■ **DATA TO EXAMINE**:
----------
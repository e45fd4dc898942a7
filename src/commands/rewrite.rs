//! # Rewrite Command Implementation
//!
//! Converts CI workflow files into TypeScript modules whose steps call the
//! generated factories.
//!
//! ## Functionality
//!
//! - **Inputs**: the given workflow files, or every file matching
//!   `.github/workflows/*.y*ml` under the project root.
//! - **Outputs**: one `<workflow stem>.ts` per workflow in `--out`
//!   (default `generated/workflows` under the project root). Files whose
//!   content is unchanged are not rewritten.
//! - **Unmatched references**: `uses:` values that name no registered action
//!   are kept as plain step objects and reported.
//!
//! The registry's formatter command, when configured, runs over the written
//! modules.

use std::fs;
use std::path::{Path, PathBuf};

use anyhow::{Context, Result};
use clap::Args;
use log::warn;
use serde::Serialize;

use action_synth::defaults::{DEFAULT_WORKFLOW_GLOB, DEFAULT_WORKFLOW_OUT_DIR, MODULE_EXTENSION};
use action_synth::filesystem;
use action_synth::output::emoji;
use action_synth::paths::{absolutize, relative_path};
use action_synth::rewrite::rewrite_workflow;
use action_synth::synthesis::format::run_formatter;

use super::{open_workspace, print_json};
use crate::cli::GlobalArgs;

/// Rewrite workflow files into modules that call the generated factories
#[derive(Args, Debug)]
pub struct RewriteArgs {
    /// Workflow files to rewrite. Defaults to the project's workflow directory.
    #[arg(value_name = "WORKFLOW")]
    pub files: Vec<PathBuf>,

    /// Directory to write the modules to
    #[arg(long, value_name = "DIR")]
    pub out: Option<PathBuf>,

    /// Print a machine-readable summary
    #[arg(long)]
    pub json: bool,
}

/// Summary of one rewritten workflow.
#[derive(Debug, Serialize)]
#[serde(rename_all = "camelCase")]
struct WorkflowSummary {
    workflow: String,
    module: String,
    written: bool,
    exports: Vec<String>,
    rewritten: usize,
    unmatched: Vec<String>,
}

/// Execute the `rewrite` command.
pub fn execute(args: RewriteArgs, global: &GlobalArgs) -> Result<()> {
    let workspace = open_workspace(global, true)?;
    let paths = workspace.store.resolver();
    let project_root = paths.project_root();

    let out_dir = match &args.out {
        Some(dir) => absolutize(dir),
        None => project_root.join(DEFAULT_WORKFLOW_OUT_DIR),
    };
    let files = if args.files.is_empty() {
        discover_workflows(&project_root)?
    } else {
        args.files.iter().map(|f| absolutize(f)).collect()
    };

    if files.is_empty() {
        if args.json {
            print_json(&Vec::<WorkflowSummary>::new())?;
        } else {
            println!("No workflow files found.");
        }
        return Ok(());
    }

    let mut summaries = Vec::new();
    let mut written = Vec::new();
    for file in &files {
        let origin = relative_path(&project_root, file)
            .unwrap_or_else(|_| file.display().to_string());
        let yaml = fs::read_to_string(file)
            .with_context(|| format!("Failed to read workflow {}", file.display()))?;

        let result = rewrite_workflow(&yaml, &origin, &workspace.registry, paths, &out_dir)?;
        for unmatched in &result.unmatched {
            warn!("{}: '{}' is not a registered action", origin, unmatched);
        }

        let module = out_dir.join(module_filename(file));
        let changed = filesystem::write_if_changed(&module, result.source.as_bytes())?;
        if changed {
            written.push(module.clone());
        }

        summaries.push(WorkflowSummary {
            workflow: origin,
            module: relative_path(&project_root, &module)
                .unwrap_or_else(|_| module.display().to_string()),
            written: changed,
            exports: result.exports,
            rewritten: result.rewritten,
            unmatched: result.unmatched,
        });
    }

    if let Some(command) = &workspace.registry.options.formatting.command {
        run_formatter(command, &written, &project_root);
    }

    if args.json {
        return print_json(&summaries);
    }

    let output = &global.output;
    for summary in &summaries {
        println!(
            "{} {} -> {} ({} step(s) rewritten)",
            emoji(output, "✅", "[OK]"),
            summary.workflow,
            summary.module,
            summary.rewritten
        );
        for unmatched in &summary.unmatched {
            println!("  {} unmatched: {}", emoji(output, "⚠️ ", "[WARN]"), unmatched);
        }
    }
    Ok(())
}

fn discover_workflows(project_root: &Path) -> Result<Vec<PathBuf>> {
    let pattern = project_root.join(DEFAULT_WORKFLOW_GLOB);
    let pattern = pattern.to_string_lossy();
    let mut files: Vec<PathBuf> = glob::glob(&pattern)
        .with_context(|| format!("Invalid workflow pattern {}", pattern))?
        .filter_map(|entry| entry.ok())
        .filter(|path| path.is_file())
        .collect();
    files.sort();
    Ok(files)
}

/// `ci.yml` -> `ci.ts`
fn module_filename(workflow: &Path) -> String {
    let stem = workflow
        .file_stem()
        .map(|s| s.to_string_lossy().to_string())
        .unwrap_or_else(|| "workflow".to_string());
    format!("{}.{}", stem, MODULE_EXTENSION)
}
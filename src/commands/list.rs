//! # List Command Implementation
//!
//! Lists registered actions. This command is read-only.
//!
//! ## Output Formats
//!
//! - **Table** (default): one line per action with its version, pinned
//!   revision, identifier and module path.
//! - **Tree** (`--tree`): actions grouped by namespace and repository,
//!   drawn with `ptree`.
//! - **JSON** (`--json`): the registry entries as stored.

use std::borrow::Cow;

use anyhow::Result;
use clap::Args;
use ptree::{print_tree, TreeItem};

use action_synth::codegen::naming::call_identifier;
use action_synth::reference::split_org_repo;
use action_synth::registry::{Registry, RegistryEntry};

use super::{open_workspace, print_json, registry_location};
use crate::cli::GlobalArgs;

/// List registered actions
#[derive(Args, Debug)]
pub struct ListArgs {
    /// Group actions by namespace and repository
    #[arg(long)]
    pub tree: bool,

    /// Print the registry entries as JSON
    #[arg(long, conflicts_with = "tree")]
    pub json: bool,
}

/// Execute the `list` command.
pub fn execute(args: ListArgs, global: &GlobalArgs) -> Result<()> {
    if !registry_location(global)?.exists {
        if args.json {
            print_json(&Vec::<RegistryEntry>::new())?;
        } else {
            println!("No actions registered.");
        }
        return Ok(());
    }

    let workspace = open_workspace(global, true)?;
    let registry = &workspace.registry;

    if args.json {
        return print_json(&registry.actions);
    }
    if registry.actions.is_empty() {
        println!("No actions registered.");
        return Ok(());
    }

    if args.tree {
        print_tree(&build_tree(registry))?;
    } else {
        for line in table_lines(registry) {
            println!("{}", line);
        }
    }

    println!();
    println!(
        "{} action(s) from {} repositories in {}",
        registry.actions.len(),
        registry.repositories().len(),
        workspace.store.resolver().output_dir()
    );
    Ok(())
}

fn short(revision: &str) -> &str {
    &revision[..revision.len().min(7)]
}

fn table_lines(registry: &Registry) -> Vec<String> {
    let rows: Vec<[String; 5]> = registry
        .actions
        .iter()
        .map(|entry| {
            [
                entry.key().to_string(),
                entry.display_version.clone(),
                short(&entry.pinned_revision).to_string(),
                call_identifier(&entry.generated_identifier),
                entry.output_path.clone(),
            ]
        })
        .collect();

    let mut widths = [0usize; 5];
    for row in &rows {
        for (width, cell) in widths.iter_mut().zip(row) {
            *width = (*width).max(cell.chars().count());
        }
    }

    rows.iter()
        .map(|row| {
            let cells: Vec<String> = row
                .iter()
                .zip(widths)
                .enumerate()
                .map(|(i, (cell, width))| {
                    if i == row.len() - 1 {
                        cell.clone()
                    } else {
                        format!("{:<width$}", cell, width = width)
                    }
                })
                .collect();
            cells.join("  ")
        })
        .collect()
}

/// Tree node structure for ptree visualization
#[derive(Clone)]
struct TreeNode {
    label: String,
    children: Vec<TreeNode>,
}

impl TreeItem for TreeNode {
    type Child = TreeNode;

    fn write_self<W: std::io::Write>(
        &self,
        f: &mut W,
        _style: &ptree::Style,
    ) -> std::io::Result<()> {
        write!(f, "{}", self.label)
    }

    fn children(&self) -> Cow<'_, [Self::Child]> {
        Cow::Borrowed(&self.children)
    }
}

/// Namespace -> repository@version -> action nodes, in registry order.
fn build_tree(registry: &Registry) -> TreeNode {
    let mut namespaces: Vec<TreeNode> = Vec::new();

    for org_repo in registry.repositories() {
        let (owner, repo) = split_org_repo(&org_repo);
        let entries = registry.entries_for(&org_repo);
        let version = entries
            .first()
            .map(|e| e.display_version.as_str())
            .unwrap_or_default();

        let actions = entries
            .iter()
            .map(|entry| TreeNode {
                label: format!(
                    "{} ({})",
                    call_identifier(&entry.generated_identifier),
                    entry.output_path
                ),
                children: Vec::new(),
            })
            .collect();
        let repo_node = TreeNode {
            label: format!("{}@{}", repo, version),
            children: actions,
        };

        match namespaces.iter_mut().find(|n| n.label == owner) {
            Some(namespace) => namespace.children.push(repo_node),
            None => namespaces.push(TreeNode {
                label: owner.to_string(),
                children: vec![repo_node],
            }),
        }
    }

    TreeNode {
        label: registry.output_dir.clone(),
        children: namespaces,
    }
}
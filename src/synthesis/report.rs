//! Machine-readable summaries of a synthesis pass.

use serde::Serialize;

/// Overall result of one request.
#[derive(Debug, Clone, Copy, PartialEq, Eq, Serialize)]
#[serde(rename_all = "lowercase")]
pub enum Outcome {
    /// Every discovered schema was synthesized.
    Complete,
    /// Some schemas were synthesized, others failed.
    Partial,
    /// Nothing was synthesized.
    Failed,
}

/// One module written by the pass.
#[derive(Debug, Clone, PartialEq, Eq, Serialize)]
#[serde(rename_all = "camelCase")]
pub struct GeneratedAction {
    /// Subpath inside the repository, empty for the root.
    pub action_path: String,
    pub identifier: String,
    pub output_path: String,
}

/// A schema that could not be synthesized.
#[derive(Debug, Clone, PartialEq, Eq, Serialize)]
#[serde(rename_all = "camelCase")]
pub struct SchemaFailure {
    pub action_path: String,
    pub message: String,
}

/// Summary of one add, update, or remove.
#[derive(Debug, Clone, Default, PartialEq, Eq, Serialize)]
#[serde(rename_all = "camelCase")]
pub struct SynthesisReport {
    pub org_repo: String,
    #[serde(skip_serializing_if = "Option::is_none")]
    pub display_version: Option<String>,
    #[serde(skip_serializing_if = "Option::is_none")]
    pub pinned_revision: Option<String>,
    pub generated: Vec<GeneratedAction>,
    pub failures: Vec<SchemaFailure>,
    /// Output paths of modules deleted by the pass.
    pub removed: Vec<String>,
    /// Every path (relative to the output root) written or deleted,
    /// including aggregation files.
    pub touched: Vec<String>,
}

impl SynthesisReport {
    pub fn new(org_repo: impl Into<String>) -> Self {
        Self {
            org_repo: org_repo.into(),
            ..Self::default()
        }
    }

    pub fn outcome(&self) -> Outcome {
        match (self.failures.is_empty(), self.generated.is_empty()) {
            (true, _) => Outcome::Complete,
            (false, false) => Outcome::Partial,
            (false, true) => Outcome::Failed,
        }
    }

    /// Records a touched path once, keeping the list sorted.
    pub fn touch(&mut self, path: impl Into<String>) {
        let path = path.into();
        if let Err(at) = self.touched.binary_search(&path) {
            self.touched.insert(at, path);
        }
    }
}
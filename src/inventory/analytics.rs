//! Analytics aggregation
//!
//! Pure recomputation of weekly and per-category summaries from history
//! events, plus scalar KPIs. Nothing is cached; every call starts from the
//! events it is given.

use std::collections::BTreeMap;

use chrono::{Datelike, Duration, NaiveDate, NaiveDateTime};
use serde::Serialize;

use crate::models::{Category, EventKind, FoodItem, HistoryEvent};

#[derive(Debug, Clone, Copy, Default)]
struct Totals {
    wasted: f64,
    saved: f64,
}

impl Totals {
    fn add(&mut self, event: &HistoryEvent) {
        match event.kind {
            EventKind::Wasted => self.wasted += event.value,
            EventKind::Used => self.saved += event.value,
        }
    }

    fn total(&self) -> f64 {
        self.wasted + self.saved
    }
}

/// Values for one Sunday-aligned week
#[derive(Debug, Clone, PartialEq, Serialize)]
pub struct WeeklyBucket {
    pub week_start: NaiveDate,
    pub wasted_value: f64,
    pub saved_value: f64,
    pub total_value: f64,
}

#[derive(Debug, Clone, PartialEq, Serialize)]
pub struct CategoryBucket {
    pub category: Category,
    pub wasted_value: f64,
    pub saved_value: f64,
    pub total_value: f64,
}

#[derive(Debug, Clone, Copy, Default, PartialEq, Serialize)]
pub struct AnalyticsScalars {
    pub total_waste: f64,
    pub total_saved: f64,
    /// saved / (waste + saved), 0 when there is nothing to divide
    pub waste_reduction_ratio: f64,
}

impl AnalyticsScalars {
    pub fn waste_reduction_percentage(&self) -> f64 {
        self.waste_reduction_ratio * 100.0
    }
}

/// Start of the week (Sunday) containing `date`
pub fn week_start(date: NaiveDate) -> NaiveDate {
    date - Duration::days(i64::from(date.weekday().num_days_from_sunday()))
}

/// Bucket events from the last `window_days` days by week, oldest week first.
///
/// Weeks without events are omitted rather than zero-filled.
pub fn weekly_buckets<'a, I>(events: I, window_days: i64, now: NaiveDateTime) -> Vec<WeeklyBucket>
where
    I: IntoIterator<Item = &'a HistoryEvent>,
{
    let cutoff = now - Duration::days(window_days.max(0));
    let mut weeks: BTreeMap<NaiveDate, Totals> = BTreeMap::new();

    for event in events.into_iter().filter(|e| e.date >= cutoff) {
        weeks.entry(week_start(event.date.date())).or_default().add(event);
    }

    weeks
        .into_iter()
        .map(|(week_start, totals)| WeeklyBucket {
            week_start,
            wasted_value: totals.wasted,
            saved_value: totals.saved,
            total_value: totals.total(),
        })
        .collect()
}

/// Bucket all events by category, in order of first appearance
pub fn category_buckets<'a, I>(events: I) -> Vec<CategoryBucket>
where
    I: IntoIterator<Item = &'a HistoryEvent>,
{
    let mut buckets: Vec<(Category, Totals)> = Vec::new();

    for event in events {
        match buckets.iter_mut().find(|(c, _)| *c == event.category) {
            Some((_, totals)) => totals.add(event),
            None => {
                let mut totals = Totals::default();
                totals.add(event);
                buckets.push((event.category, totals));
            }
        }
    }

    buckets
        .into_iter()
        .map(|(category, totals)| CategoryBucket {
            category,
            wasted_value: totals.wasted,
            saved_value: totals.saved,
            total_value: totals.total(),
        })
        .collect()
}

pub fn scalars<'a, I>(events: I) -> AnalyticsScalars
where
    I: IntoIterator<Item = &'a HistoryEvent>,
{
    let mut totals = Totals::default();
    for event in events {
        totals.add(event);
    }

    let denominator = totals.total();
    let waste_reduction_ratio = if denominator > 0.0 {
        totals.saved / denominator
    } else {
        0.0
    };

    AnalyticsScalars {
        total_waste: totals.wasted,
        total_saved: totals.saved,
        waste_reduction_ratio,
    }
}

/// Current value of the live pantry (not history)
pub fn inventory_value<'a, I>(items: I) -> f64
where
    I: IntoIterator<Item = &'a FoodItem>,
{
    items.into_iter().map(|item| item.price).sum()
}

/// Everything the analytics view needs, computed in one pass over a snapshot
#[derive(Debug, Clone, PartialEq, Serialize)]
pub struct AnalyticsSnapshot {
    pub window_days: i64,
    pub weekly: Vec<WeeklyBucket>,
    pub categories: Vec<CategoryBucket>,
    pub scalars: AnalyticsScalars,
    pub inventory_value: f64,
}

impl AnalyticsSnapshot {
    pub fn compute(
        events: &[HistoryEvent],
        items: &[FoodItem],
        window_days: i64,
        now: NaiveDateTime,
    ) -> Self {
        Self {
            window_days,
            weekly: weekly_buckets(events, window_days, now),
            categories: category_buckets(events),
            scalars: scalars(events),
            inventory_value: inventory_value(items),
        }
    }
}

#[cfg(test)]
mod tests {
    use super::*;

    fn at(month: u32, day: u32) -> NaiveDateTime {
        NaiveDate::from_ymd_opt(2026, month, day)
            .unwrap()
            .and_hms_opt(12, 0, 0)
            .unwrap()
    }

    fn event(kind: EventKind, category: Category, value: f64, date: NaiveDateTime) -> HistoryEvent {
        HistoryEvent {
            id: 0,
            kind,
            item_id: 1,
            item_name: "x".to_string(),
            category,
            quantity: 1.0,
            unit: "pcs".to_string(),
            value,
            date,
        }
    }

    #[test]
    fn test_week_start_is_sunday() {
        // 2026-06-10 is a Wednesday
        let wed = NaiveDate::from_ymd_opt(2026, 6, 10).unwrap();
        assert_eq!(week_start(wed), NaiveDate::from_ymd_opt(2026, 6, 7).unwrap());
        let sun = NaiveDate::from_ymd_opt(2026, 6, 7).unwrap();
        assert_eq!(week_start(sun), sun);
        let sat = NaiveDate::from_ymd_opt(2026, 6, 13).unwrap();
        assert_eq!(week_start(sat), sun);
    }

    #[test]
    fn test_weekly_buckets_group_and_sort() {
        let events = vec![
            event(EventKind::Used, Category::DairyEggs, 2.49, at(6, 10)),
            event(EventKind::Wasted, Category::Bakery, 3.99, at(6, 2)),
            event(EventKind::Wasted, Category::DairyEggs, 5.99, at(6, 13)),
            event(EventKind::Used, Category::Snacks, 1.00, at(6, 1)),
        ];
        let buckets = weekly_buckets(&events, 30, at(6, 14));

        assert_eq!(buckets.len(), 2);
        assert_eq!(buckets[0].week_start, NaiveDate::from_ymd_opt(2026, 5, 31).unwrap());
        assert!((buckets[0].wasted_value - 3.99).abs() < 1e-9);
        assert!((buckets[0].saved_value - 1.00).abs() < 1e-9);
        assert_eq!(buckets[1].week_start, NaiveDate::from_ymd_opt(2026, 6, 7).unwrap());
        assert!((buckets[1].wasted_value - 5.99).abs() < 1e-9);
        assert!((buckets[1].saved_value - 2.49).abs() < 1e-9);

        for bucket in &buckets {
            assert_eq!(bucket.wasted_value + bucket.saved_value, bucket.total_value);
        }
    }

    #[test]
    fn test_weekly_buckets_respect_window_and_skip_empty_weeks() {
        let events = vec![
            event(EventKind::Used, Category::DairyEggs, 1.0, at(3, 1)),
            event(EventKind::Used, Category::DairyEggs, 2.0, at(5, 20)),
            event(EventKind::Used, Category::DairyEggs, 4.0, at(6, 10)),
        ];
        let buckets = weekly_buckets(&events, 7, at(6, 14));
        assert_eq!(buckets.len(), 1);
        assert!((buckets[0].saved_value - 4.0).abs() < 1e-9);

        let buckets = weekly_buckets(&events, 30, at(6, 14));
        assert_eq!(buckets.len(), 2);
    }

    #[test]
    fn test_weekly_window_cutoff_is_inclusive() {
        let cutoff = at(6, 7);
        let events = vec![
            event(EventKind::Wasted, Category::Bakery, 8.0, cutoff - Duration::seconds(1)),
            event(EventKind::Used, Category::DairyEggs, 2.0, cutoff),
        ];
        let buckets = weekly_buckets(&events, 7, at(6, 14));

        assert_eq!(buckets.len(), 1);
        assert_eq!(buckets[0].week_start, NaiveDate::from_ymd_opt(2026, 6, 7).unwrap());
        assert!((buckets[0].saved_value - 2.0).abs() < 1e-9);
        assert_eq!(buckets[0].wasted_value, 0.0);
    }

    #[test]
    fn test_category_buckets() {
        let events = vec![
            event(EventKind::Used, Category::DairyEggs, 2.0, at(6, 1)),
            event(EventKind::Wasted, Category::Bakery, 3.0, at(6, 2)),
            event(EventKind::Wasted, Category::DairyEggs, 1.5, at(6, 3)),
        ];
        let buckets = category_buckets(&events);
        assert_eq!(buckets.len(), 2);

        let dairy = buckets.iter().find(|b| b.category == Category::DairyEggs).unwrap();
        assert!((dairy.saved_value - 2.0).abs() < 1e-9);
        assert!((dairy.wasted_value - 1.5).abs() < 1e-9);
        assert!((dairy.total_value - 3.5).abs() < 1e-9);

        let bakery = buckets.iter().find(|b| b.category == Category::Bakery).unwrap();
        assert!((bakery.wasted_value - 3.0).abs() < 1e-9);
        assert_eq!(bakery.saved_value, 0.0);
    }

    #[test]
    fn test_scalars_empty() {
        let events: Vec<HistoryEvent> = Vec::new();
        let s = scalars(&events);
        assert_eq!(s, AnalyticsScalars { total_waste: 0.0, total_saved: 0.0, waste_reduction_ratio: 0.0 });
    }

    #[test]
    fn test_scalars_ratio() {
        let events = vec![
            event(EventKind::Used, Category::DairyEggs, 3.0, at(6, 1)),
            event(EventKind::Wasted, Category::Bakery, 1.0, at(6, 2)),
        ];
        let s = scalars(&events);
        assert!((s.total_saved - 3.0).abs() < 1e-9);
        assert!((s.total_waste - 1.0).abs() < 1e-9);
        assert!((s.waste_reduction_ratio - 0.75).abs() < 1e-9);
        assert!((s.waste_reduction_percentage() - 75.0).abs() < 1e-9);

        let only_waste = vec![event(EventKind::Wasted, Category::Bakery, 1.0, at(6, 2))];
        assert_eq!(scalars(&only_waste).waste_reduction_ratio, 0.0);
    }
}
----------
■ **TASK GOAL**:
Reproduce verbatim only this range: the first line of the material through the line that contains "every file matching", inclusive.

■ **RESPONSE AREA**:
repository e45fd4dc898942a7
filename src/commands/rewrite.rs
//! # Rewrite Command Implementation
//!
//! Converts CI workflow files into TypeScript modules whose steps call the
//! generated factories.
//!
//! ## Functionality
//!
//! - **Inputs**: the given workflow files, or every file matching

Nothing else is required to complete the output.